ALBUM REVIEW
Criminal Nation
Release The Pressure
Released December 1990
Release The Pressure is a 1990 hip-hop record from Tacoma gangster rap group Criminal Nation. It’s primarily the work of two musicians: DJ E, “the table-wrecker,” and MC Deff, “the renegade,” with the occasional assist from their extended crew, the D.C. Posse, pictured on the front cover. This album, jointly released by NastyMix and Cold Rock, was one of the first to put “life in Hilltop”—the gangs, the guns, the drugs, the girls and the cops—on the map. Release The Pressure spent 13 weeks on the Billboard charts and netted four singles: “Insane,” “Black Power Nation,” “The Right Crowd,” and the title track, “Release The Pressure.” This latter one is my highly-recommended eardrum-busting relentless atomic bomb. “I’m a human explosive, I got a temper…” says Deff as the track begins, before rhyming about the need for unity between blacks and whites, a clearing of the air.

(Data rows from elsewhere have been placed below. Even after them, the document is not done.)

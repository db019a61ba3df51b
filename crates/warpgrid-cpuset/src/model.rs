//! Linear-program model handed to a MILP solver.
//!
//! The exact allocator only builds a [`Model`] and reads back a
//! [`Solution`]; any backend implementing [`Solver`] can be plugged in.
//! The objective is always minimized and is the sum of per-variable costs.

use std::fmt;

/// Handle to a variable inside a [`Model`].
#[derive(Debug, Clone, Copy, PartialEq, Eq, Hash, PartialOrd, Ord)]
pub struct VarId(pub(crate) usize);

impl VarId {
    pub fn index(self) -> usize {
        self.0
    }
}

#[derive(Debug, Clone, Copy, PartialEq)]
pub enum Domain {
    Binary,
    Integer { min: f64, max: f64 },
    Continuous { min: f64, max: f64 },
}

impl Domain {
    pub fn bounds(&self) -> (f64, f64) {
        match *self {
            Domain::Binary => (0.0, 1.0),
            Domain::Integer { min, max } | Domain::Continuous { min, max } => (min, max),
        }
    }

    pub fn is_integral(&self) -> bool {
        !matches!(self, Domain::Continuous { .. })
    }
}

#[derive(Debug, Clone)]
pub struct Variable {
    pub name: String,
    pub domain: Domain,
    /// Objective coefficient.
    pub cost: f64,
    /// The variable's optimal value is the smallest one allowed by the
    /// constraints it shares with lower-indexed variables. Solvers that do
    /// their own search are free to ignore this.
    pub derived: bool,
}

#[derive(Debug, Clone, Copy, PartialEq, Eq)]
pub enum Relation {
    Le,
    Ge,
    Eq,
}

impl fmt::Display for Relation {
    fn fmt(&self, f: &mut fmt::Formatter<'_>) -> fmt::Result {
        f.write_str(match self {
            Relation::Le => "<=",
            Relation::Ge => ">=",
            Relation::Eq => "=",
        })
    }
}

/// `Σ coef · var  <relation>  rhs`
#[derive(Debug, Clone)]
pub struct Constraint {
    pub terms: Vec<(VarId, f64)>,
    pub relation: Relation,
    pub rhs: f64,
}

impl Constraint {
    pub fn le(terms: Vec<(VarId, f64)>, rhs: f64) -> Self {
        Self { terms, relation: Relation::Le, rhs }
    }

    pub fn ge(terms: Vec<(VarId, f64)>, rhs: f64) -> Self {
        Self { terms, relation: Relation::Ge, rhs }
    }

    pub fn eq(terms: Vec<(VarId, f64)>, rhs: f64) -> Self {
        Self { terms, relation: Relation::Eq, rhs }
    }

    pub fn lhs(&self, values: &[f64]) -> f64 {
        self.terms.iter().map(|&(v, c)| c * values[v.0]).sum()
    }

    pub fn is_satisfied(&self, values: &[f64], tolerance: f64) -> bool {
        let lhs = self.lhs(values);
        match self.relation {
            Relation::Le => lhs <= self.rhs + tolerance,
            Relation::Ge => lhs >= self.rhs - tolerance,
            Relation::Eq => (lhs - self.rhs).abs() <= tolerance,
        }
    }
}

/// A minimization problem over bounded variables and linear constraints.
#[derive(Debug, Clone, Default)]
pub struct Model {
    variables: Vec<Variable>,
    constraints: Vec<Constraint>,
}

impl Model {
    pub fn new() -> Self {
        Self::default()
    }

    pub fn add_var(&mut self, name: impl Into<String>, domain: Domain, cost: f64) -> VarId {
        self.push_var(name.into(), domain, cost, false)
    }

    /// Add an auxiliary variable whose value is pinned by constraints over
    /// variables added before it.
    pub fn add_derived_var(&mut self, name: impl Into<String>, domain: Domain, cost: f64) -> VarId {
        self.push_var(name.into(), domain, cost, true)
    }

    fn push_var(&mut self, name: String, domain: Domain, cost: f64, derived: bool) -> VarId {
        let id = VarId(self.variables.len());
        self.variables.push(Variable { name, domain, cost, derived });
        id
    }

    /// Add `delta` to a variable's objective coefficient.
    pub fn add_cost(&mut self, var: VarId, delta: f64) {
        self.variables[var.0].cost += delta;
    }

    pub fn add_constraint(&mut self, constraint: Constraint) {
        self.constraints.push(constraint);
    }

    pub fn variables(&self) -> &[Variable] {
        &self.variables
    }

    pub fn variable(&self, var: VarId) -> &Variable {
        &self.variables[var.0]
    }

    pub fn constraints(&self) -> &[Constraint] {
        &self.constraints
    }

    pub fn objective(&self, values: &[f64]) -> f64 {
        self.variables
            .iter()
            .zip(values)
            .map(|(var, value)| var.cost * value)
            .sum()
    }
}

#[derive(Debug, Clone, Copy, PartialEq, Eq)]
pub enum SolveStatus {
    Optimal,
    Infeasible,
    Error,
}

#[derive(Debug, Clone)]
pub struct Solution {
    pub status: SolveStatus,
    /// One value per model variable, in [`VarId`] order. Empty unless
    /// `status` is [`SolveStatus::Optimal`].
    pub values: Vec<f64>,
    pub objective: f64,
    /// Backend-specific detail for non-optimal outcomes.
    pub message: Option<String>,
}

impl Solution {
    pub fn optimal(values: Vec<f64>, objective: f64) -> Self {
        Self {
            status: SolveStatus::Optimal,
            values,
            objective,
            message: None,
        }
    }

    pub fn failed(status: SolveStatus, message: impl Into<String>) -> Self {
        Self {
            status,
            values: Vec::new(),
            objective: f64::NAN,
            message: Some(message.into()),
        }
    }

    pub fn value(&self, var: VarId) -> f64 {
        self.values.get(var.0).copied().unwrap_or(0.0)
    }
}

/// A MILP backend: minimize the model's objective subject to its
/// constraints. Implementations must be deterministic for identical models.
pub trait Solver {
    fn minimize(&self, model: &Model) -> Solution;
}

impl<S: Solver + ?Sized> Solver for &S {
    fn minimize(&self, model: &Model) -> Solution {
        (**self).minimize(model)
    }
}

#[cfg(test)]
mod tests {
    use super::*;

    #[test]
    fn constraint_evaluation() {
        let mut model = Model::new();
        let a = model.add_var("a", Domain::Binary, 1.0);
        let b = model.add_var("b", Domain::Binary, 2.0);
        let c = Constraint::le(vec![(a, 1.0), (b, 1.0)], 1.0);
        assert!(c.is_satisfied(&[1.0, 0.0], 1e-9));
        assert!(!c.is_satisfied(&[1.0, 1.0], 1e-9));
        assert_eq!(model.objective(&[1.0, 1.0]), 3.0);
    }

    #[test]
    fn add_cost_accumulates() {
        let mut model = Model::new();
        let a = model.add_var("a", Domain::Binary, 1.0);
        model.add_cost(a, 0.5);
        model.add_cost(a, -2.0);
        assert_eq!(model.variable(a).cost, -0.5);
    }

    #[test]
    fn derived_flag_is_recorded() {
        let mut model = Model::new();
        let a = model.add_var("a", Domain::Binary, 0.0);
        let b = model.add_derived_var("b", Domain::Integer { min: 0.0, max: 3.0 }, 1.0);
        assert!(!model.variable(a).derived);
        assert!(model.variable(b).derived);
        assert_eq!(model.variable(b).domain.bounds(), (0.0, 3.0));
    }
}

Despite their successes, Criminal Nation was committed to their ideals, not giving a damn to the government’s rules, and to the power of profanity, of which there is a lot. “I didn’t make no record to play radio,” said Deff in an interview with The Rocket. DJs at KEXP agreed. Their copy of this album contains the note: “So many red dots… The best tracks, unfortunately. They combine NWA with Public Enemy’s black nationalism. Also, it’s very funky.” This record mixes militant politics with dance floor appeal. DJ E’s production is filled groovy bass lines, electro synths, scratching and guitar samples, while MC Deff is on the mic murdering emcees with superior rhyme skills. You can connect the DNA and themes laid here through to later Tacoma rap groups like Black Anger and ILLFIGHTYOU. For a long time, this record has been, uh, criminally hard to find, but was recently added to Spotify. You can finally go hear Tacoma’s first great rap record today, and I encourage you to do so.